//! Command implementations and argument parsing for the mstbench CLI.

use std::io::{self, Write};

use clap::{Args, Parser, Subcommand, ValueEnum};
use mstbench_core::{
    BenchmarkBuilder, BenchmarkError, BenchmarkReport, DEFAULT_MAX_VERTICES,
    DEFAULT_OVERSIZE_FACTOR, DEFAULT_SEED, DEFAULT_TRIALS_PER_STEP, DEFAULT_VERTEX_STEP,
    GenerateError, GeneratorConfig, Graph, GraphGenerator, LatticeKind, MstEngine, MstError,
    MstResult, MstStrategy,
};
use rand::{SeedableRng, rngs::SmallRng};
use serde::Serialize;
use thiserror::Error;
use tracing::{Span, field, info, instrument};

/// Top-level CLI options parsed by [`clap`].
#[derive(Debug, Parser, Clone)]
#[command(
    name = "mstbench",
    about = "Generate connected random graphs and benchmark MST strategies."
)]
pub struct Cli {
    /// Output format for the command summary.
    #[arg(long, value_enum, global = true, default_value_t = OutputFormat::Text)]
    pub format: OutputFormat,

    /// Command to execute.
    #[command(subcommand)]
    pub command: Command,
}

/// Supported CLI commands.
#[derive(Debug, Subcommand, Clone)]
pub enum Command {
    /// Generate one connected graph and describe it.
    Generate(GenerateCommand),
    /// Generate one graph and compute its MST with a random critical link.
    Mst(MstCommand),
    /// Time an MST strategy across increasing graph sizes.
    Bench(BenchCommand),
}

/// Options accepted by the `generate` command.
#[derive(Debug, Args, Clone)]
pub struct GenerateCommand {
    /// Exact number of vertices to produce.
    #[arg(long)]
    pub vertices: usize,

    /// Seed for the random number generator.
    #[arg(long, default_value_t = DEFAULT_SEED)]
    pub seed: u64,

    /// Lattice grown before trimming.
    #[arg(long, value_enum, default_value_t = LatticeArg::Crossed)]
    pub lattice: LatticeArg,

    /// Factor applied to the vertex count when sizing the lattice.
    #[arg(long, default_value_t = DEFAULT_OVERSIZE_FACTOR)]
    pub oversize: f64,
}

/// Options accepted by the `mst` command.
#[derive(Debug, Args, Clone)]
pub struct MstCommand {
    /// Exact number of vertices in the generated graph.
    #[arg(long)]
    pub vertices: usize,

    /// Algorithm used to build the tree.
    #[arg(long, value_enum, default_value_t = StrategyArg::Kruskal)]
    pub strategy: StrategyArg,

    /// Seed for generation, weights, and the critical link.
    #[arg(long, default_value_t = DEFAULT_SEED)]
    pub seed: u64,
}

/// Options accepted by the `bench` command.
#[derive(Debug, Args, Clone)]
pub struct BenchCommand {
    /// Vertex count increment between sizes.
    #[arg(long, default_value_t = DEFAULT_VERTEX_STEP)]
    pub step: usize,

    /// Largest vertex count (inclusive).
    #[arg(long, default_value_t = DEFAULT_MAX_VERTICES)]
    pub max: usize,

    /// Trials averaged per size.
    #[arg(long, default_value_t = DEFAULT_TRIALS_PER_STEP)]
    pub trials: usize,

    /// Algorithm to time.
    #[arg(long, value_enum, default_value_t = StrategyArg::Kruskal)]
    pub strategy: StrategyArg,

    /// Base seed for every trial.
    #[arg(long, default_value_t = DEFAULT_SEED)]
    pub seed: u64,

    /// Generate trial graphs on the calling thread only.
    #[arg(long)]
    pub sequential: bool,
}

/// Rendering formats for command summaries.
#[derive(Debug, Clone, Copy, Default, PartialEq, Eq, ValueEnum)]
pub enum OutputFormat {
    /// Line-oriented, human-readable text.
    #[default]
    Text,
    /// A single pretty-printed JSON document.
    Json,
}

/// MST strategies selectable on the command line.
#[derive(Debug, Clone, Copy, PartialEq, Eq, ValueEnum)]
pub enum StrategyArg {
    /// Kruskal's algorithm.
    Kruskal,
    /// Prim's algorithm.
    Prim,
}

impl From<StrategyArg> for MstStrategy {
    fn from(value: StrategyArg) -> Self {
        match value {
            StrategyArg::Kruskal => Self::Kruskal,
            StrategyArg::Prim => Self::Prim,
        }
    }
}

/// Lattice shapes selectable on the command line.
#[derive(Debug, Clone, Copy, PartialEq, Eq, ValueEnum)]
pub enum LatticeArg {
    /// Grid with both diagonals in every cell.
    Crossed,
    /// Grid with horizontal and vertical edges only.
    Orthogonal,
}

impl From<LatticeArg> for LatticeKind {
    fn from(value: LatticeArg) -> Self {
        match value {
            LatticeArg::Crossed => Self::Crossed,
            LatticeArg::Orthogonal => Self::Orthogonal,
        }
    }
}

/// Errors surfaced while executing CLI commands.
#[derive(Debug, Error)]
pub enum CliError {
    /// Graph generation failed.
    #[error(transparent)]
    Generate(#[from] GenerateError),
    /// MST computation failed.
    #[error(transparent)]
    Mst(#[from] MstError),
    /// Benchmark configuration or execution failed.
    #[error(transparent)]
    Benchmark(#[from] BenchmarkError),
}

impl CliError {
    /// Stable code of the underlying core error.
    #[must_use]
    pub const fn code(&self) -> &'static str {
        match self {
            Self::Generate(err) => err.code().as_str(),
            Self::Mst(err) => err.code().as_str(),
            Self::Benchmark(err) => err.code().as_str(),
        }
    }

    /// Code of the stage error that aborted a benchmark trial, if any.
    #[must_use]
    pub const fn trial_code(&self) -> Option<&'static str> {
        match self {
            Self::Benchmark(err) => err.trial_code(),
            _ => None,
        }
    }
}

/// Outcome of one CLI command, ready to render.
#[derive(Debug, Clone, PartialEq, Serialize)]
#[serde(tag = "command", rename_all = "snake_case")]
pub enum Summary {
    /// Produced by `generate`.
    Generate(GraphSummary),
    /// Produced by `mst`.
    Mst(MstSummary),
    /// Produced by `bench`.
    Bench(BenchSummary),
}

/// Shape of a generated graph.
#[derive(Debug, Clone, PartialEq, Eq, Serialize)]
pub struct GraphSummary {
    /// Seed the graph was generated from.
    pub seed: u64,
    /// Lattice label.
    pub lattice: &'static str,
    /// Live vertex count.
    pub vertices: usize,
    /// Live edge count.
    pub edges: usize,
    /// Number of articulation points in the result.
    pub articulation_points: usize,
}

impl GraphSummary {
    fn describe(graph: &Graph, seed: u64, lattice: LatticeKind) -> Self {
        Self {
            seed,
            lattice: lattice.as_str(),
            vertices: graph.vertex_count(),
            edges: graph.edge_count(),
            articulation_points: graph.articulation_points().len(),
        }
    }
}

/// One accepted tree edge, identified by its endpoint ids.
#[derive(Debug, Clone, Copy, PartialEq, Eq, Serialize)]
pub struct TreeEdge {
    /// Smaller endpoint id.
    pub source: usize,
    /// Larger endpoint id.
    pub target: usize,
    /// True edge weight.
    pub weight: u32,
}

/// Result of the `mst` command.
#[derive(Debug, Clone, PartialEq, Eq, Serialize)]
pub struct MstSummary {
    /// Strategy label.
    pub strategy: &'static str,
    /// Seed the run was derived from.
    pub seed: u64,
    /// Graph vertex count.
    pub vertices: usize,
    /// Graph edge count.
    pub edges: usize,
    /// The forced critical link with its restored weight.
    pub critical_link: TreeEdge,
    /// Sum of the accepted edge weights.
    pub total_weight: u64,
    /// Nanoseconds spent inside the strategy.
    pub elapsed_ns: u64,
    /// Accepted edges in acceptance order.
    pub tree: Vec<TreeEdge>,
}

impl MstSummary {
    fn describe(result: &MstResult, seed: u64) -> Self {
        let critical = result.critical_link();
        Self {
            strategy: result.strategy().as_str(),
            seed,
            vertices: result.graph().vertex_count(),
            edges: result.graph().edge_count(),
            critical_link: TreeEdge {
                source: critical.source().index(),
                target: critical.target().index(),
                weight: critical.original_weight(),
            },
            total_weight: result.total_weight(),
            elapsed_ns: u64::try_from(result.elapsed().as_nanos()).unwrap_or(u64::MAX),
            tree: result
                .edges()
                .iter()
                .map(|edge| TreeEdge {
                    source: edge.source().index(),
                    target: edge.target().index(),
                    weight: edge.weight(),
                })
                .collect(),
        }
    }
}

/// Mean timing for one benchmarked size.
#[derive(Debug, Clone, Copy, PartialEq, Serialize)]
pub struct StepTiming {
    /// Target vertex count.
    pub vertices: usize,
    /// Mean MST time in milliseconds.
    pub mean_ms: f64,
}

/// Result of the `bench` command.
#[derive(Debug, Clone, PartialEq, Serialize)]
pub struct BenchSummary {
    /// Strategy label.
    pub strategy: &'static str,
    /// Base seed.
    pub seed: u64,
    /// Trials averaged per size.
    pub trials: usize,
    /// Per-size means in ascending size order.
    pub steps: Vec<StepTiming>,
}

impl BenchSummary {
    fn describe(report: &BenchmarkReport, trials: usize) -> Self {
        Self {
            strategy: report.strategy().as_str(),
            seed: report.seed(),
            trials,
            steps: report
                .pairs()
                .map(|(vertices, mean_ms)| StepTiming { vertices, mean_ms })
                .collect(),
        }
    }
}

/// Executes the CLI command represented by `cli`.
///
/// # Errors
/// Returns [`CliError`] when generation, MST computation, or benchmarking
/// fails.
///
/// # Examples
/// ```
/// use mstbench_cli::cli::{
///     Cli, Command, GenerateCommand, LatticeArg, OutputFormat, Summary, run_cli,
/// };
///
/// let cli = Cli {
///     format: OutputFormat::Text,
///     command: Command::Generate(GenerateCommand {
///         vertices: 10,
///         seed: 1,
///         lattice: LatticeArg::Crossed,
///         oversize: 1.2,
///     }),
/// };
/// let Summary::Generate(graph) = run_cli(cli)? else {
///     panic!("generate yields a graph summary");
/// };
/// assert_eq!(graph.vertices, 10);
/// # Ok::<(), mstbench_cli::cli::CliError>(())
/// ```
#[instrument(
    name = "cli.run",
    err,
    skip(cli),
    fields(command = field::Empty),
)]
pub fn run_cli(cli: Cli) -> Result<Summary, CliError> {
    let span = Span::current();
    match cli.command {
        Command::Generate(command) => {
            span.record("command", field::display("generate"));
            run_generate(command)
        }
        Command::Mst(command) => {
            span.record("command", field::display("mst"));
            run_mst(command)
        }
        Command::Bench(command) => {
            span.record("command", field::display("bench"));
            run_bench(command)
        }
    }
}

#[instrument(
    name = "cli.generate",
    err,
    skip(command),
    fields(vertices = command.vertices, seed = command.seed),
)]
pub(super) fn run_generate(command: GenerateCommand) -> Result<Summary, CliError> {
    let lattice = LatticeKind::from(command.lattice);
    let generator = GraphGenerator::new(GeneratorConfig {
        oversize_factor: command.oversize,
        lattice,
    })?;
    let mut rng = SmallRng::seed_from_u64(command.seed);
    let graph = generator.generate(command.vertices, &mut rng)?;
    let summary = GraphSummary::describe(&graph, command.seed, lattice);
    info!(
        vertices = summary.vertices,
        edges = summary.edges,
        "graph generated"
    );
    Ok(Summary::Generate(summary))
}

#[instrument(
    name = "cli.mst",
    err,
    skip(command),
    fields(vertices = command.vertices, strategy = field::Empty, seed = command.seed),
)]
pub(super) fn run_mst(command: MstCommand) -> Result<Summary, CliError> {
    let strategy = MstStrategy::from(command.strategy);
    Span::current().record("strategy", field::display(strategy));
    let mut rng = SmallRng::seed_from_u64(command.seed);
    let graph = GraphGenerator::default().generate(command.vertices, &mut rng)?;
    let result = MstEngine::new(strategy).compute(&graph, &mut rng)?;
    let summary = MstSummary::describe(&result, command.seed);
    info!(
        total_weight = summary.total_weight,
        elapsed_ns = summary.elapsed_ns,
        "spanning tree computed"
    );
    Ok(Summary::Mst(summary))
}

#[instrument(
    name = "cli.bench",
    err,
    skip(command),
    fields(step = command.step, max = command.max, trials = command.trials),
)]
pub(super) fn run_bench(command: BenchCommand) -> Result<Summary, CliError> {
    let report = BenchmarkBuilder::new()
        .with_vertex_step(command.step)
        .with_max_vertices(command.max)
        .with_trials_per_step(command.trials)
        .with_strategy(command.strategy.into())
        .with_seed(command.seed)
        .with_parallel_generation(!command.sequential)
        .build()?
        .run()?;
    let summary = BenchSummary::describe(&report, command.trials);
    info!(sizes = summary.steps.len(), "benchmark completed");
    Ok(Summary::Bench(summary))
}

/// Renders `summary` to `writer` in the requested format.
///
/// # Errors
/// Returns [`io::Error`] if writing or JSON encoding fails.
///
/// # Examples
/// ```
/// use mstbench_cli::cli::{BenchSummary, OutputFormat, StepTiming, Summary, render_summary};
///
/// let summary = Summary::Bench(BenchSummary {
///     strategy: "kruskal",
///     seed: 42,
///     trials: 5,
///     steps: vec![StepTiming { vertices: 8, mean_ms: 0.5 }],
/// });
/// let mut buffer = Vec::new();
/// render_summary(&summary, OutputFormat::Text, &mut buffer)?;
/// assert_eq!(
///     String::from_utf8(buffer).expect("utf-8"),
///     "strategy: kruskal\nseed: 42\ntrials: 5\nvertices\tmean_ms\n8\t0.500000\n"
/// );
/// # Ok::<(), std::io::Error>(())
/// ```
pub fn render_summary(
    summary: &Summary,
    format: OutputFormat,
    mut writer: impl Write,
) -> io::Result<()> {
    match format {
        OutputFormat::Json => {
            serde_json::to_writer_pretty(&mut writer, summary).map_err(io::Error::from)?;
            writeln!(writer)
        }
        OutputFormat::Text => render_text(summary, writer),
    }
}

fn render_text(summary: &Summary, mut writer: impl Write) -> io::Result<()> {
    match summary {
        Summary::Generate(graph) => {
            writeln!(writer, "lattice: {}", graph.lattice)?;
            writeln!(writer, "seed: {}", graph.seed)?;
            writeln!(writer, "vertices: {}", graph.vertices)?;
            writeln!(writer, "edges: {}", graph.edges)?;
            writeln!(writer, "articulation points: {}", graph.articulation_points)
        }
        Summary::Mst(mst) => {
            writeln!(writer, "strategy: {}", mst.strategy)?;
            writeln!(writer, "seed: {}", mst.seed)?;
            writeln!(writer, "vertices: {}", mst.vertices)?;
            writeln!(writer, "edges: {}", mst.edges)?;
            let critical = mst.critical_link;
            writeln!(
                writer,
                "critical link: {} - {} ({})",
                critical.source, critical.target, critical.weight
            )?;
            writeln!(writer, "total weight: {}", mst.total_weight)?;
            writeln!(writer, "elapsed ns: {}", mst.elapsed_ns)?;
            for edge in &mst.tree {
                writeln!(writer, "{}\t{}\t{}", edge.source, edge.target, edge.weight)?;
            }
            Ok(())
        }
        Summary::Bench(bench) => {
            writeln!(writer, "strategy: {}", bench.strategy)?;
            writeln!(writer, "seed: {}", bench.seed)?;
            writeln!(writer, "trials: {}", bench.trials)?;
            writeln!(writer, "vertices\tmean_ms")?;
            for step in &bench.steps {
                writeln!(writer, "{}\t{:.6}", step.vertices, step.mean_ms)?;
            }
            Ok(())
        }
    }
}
═══
◆ Problem to work on ◆
Starting with the line with "grown before trimming." above and going on through the line with "the critical link.", transcribe every line exactly, both ends included, and add nothing.

◆ Result ◆
    /// Lattice grown before trimming.
    #[arg(long, value_enum, default_value_t = LatticeArg::Crossed)]
    pub lattice: LatticeArg,

    /// Factor applied to the vertex count when sizing the lattice.
    #[arg(long, default_value_t = DEFAULT_OVERSIZE_FACTOR)]
    pub oversize: f64,
}

/// Options accepted by the `mst` command.
#[derive(Debug, Args, Clone)]
pub struct MstCommand {
    /// Exact number of vertices in the generated graph.
    #[arg(long)]
    pub vertices: usize,

    /// Algorithm used to build the tree.
    #[arg(long, value_enum, default_value_t = StrategyArg::Kruskal)]
    pub strategy: StrategyArg,

    /// Seed for generation, weights, and the critical link.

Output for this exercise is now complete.